> _Work item_
Check each line of the data below for the string "lower", then report how many lines have it and nothing else.

> _Listed entries_
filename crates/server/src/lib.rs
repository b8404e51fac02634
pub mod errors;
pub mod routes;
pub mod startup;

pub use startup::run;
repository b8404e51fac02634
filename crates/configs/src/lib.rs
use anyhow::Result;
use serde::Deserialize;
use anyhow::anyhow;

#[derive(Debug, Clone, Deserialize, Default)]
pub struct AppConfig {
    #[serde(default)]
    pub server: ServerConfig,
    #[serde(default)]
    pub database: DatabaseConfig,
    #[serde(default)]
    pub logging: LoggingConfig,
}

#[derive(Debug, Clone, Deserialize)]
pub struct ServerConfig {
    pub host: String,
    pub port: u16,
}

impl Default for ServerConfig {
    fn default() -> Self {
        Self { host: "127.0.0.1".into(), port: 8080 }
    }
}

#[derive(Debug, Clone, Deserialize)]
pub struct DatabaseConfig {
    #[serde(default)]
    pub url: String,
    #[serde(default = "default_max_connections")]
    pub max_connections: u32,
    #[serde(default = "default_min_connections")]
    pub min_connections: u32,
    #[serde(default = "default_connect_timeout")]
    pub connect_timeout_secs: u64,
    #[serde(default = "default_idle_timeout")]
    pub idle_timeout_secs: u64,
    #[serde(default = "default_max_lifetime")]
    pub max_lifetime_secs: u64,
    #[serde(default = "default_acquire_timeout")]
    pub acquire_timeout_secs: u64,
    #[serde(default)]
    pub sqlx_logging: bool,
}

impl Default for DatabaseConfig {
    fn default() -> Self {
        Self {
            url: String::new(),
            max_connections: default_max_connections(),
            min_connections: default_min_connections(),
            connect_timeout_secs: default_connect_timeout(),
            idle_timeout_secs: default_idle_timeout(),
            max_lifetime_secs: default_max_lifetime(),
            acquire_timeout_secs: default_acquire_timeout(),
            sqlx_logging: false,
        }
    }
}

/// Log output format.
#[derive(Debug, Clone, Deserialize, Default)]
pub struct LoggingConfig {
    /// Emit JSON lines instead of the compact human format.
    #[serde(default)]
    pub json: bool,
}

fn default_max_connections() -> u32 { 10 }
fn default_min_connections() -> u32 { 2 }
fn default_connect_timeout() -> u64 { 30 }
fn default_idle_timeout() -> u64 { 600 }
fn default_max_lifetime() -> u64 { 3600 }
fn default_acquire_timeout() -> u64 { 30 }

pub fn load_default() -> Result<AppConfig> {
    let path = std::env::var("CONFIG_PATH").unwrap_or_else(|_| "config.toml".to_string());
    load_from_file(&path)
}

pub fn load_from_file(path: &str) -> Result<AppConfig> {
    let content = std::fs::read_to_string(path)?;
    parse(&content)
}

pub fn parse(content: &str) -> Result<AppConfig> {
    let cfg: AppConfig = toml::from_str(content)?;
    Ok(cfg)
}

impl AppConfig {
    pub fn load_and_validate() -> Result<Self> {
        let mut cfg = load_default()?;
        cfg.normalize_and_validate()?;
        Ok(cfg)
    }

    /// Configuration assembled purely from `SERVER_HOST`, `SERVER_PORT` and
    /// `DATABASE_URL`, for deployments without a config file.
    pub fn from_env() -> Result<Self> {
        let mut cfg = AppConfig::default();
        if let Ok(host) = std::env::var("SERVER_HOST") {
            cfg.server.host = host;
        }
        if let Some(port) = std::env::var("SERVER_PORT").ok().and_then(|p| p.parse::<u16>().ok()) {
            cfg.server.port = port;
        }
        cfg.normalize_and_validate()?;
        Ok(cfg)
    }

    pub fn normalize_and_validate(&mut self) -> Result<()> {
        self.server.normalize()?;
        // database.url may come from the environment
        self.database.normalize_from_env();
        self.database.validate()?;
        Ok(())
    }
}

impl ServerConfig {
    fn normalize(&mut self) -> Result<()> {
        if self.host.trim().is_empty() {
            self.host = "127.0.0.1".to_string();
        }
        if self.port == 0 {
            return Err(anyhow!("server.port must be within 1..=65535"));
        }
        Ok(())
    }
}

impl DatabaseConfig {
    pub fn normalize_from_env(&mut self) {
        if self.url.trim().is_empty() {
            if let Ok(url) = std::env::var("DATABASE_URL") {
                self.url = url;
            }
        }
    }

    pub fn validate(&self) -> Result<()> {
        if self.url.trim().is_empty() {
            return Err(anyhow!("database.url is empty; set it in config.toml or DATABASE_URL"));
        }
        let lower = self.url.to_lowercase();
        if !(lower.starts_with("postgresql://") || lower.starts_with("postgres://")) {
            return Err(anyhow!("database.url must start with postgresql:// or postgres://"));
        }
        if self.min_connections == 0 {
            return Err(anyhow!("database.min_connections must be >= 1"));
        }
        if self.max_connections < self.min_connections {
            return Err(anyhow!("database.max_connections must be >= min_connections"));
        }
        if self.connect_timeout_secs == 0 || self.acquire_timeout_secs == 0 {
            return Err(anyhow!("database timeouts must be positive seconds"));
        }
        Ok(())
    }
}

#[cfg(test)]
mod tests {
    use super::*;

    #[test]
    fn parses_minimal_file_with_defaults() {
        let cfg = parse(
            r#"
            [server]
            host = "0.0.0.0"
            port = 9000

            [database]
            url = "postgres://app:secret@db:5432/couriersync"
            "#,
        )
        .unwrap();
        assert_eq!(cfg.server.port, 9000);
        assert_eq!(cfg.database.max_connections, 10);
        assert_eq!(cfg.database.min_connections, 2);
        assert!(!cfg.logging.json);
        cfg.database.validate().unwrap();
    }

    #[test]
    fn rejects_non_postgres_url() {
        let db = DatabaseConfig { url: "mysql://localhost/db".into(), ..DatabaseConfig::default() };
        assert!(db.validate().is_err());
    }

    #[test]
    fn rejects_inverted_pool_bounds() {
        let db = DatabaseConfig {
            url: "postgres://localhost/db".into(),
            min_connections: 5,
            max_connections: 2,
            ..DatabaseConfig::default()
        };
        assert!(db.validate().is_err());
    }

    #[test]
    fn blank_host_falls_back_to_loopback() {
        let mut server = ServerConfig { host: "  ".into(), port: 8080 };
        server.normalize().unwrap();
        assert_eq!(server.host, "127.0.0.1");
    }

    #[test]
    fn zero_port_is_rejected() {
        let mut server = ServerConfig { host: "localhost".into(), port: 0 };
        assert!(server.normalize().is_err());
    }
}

> _Solution for this problem_
2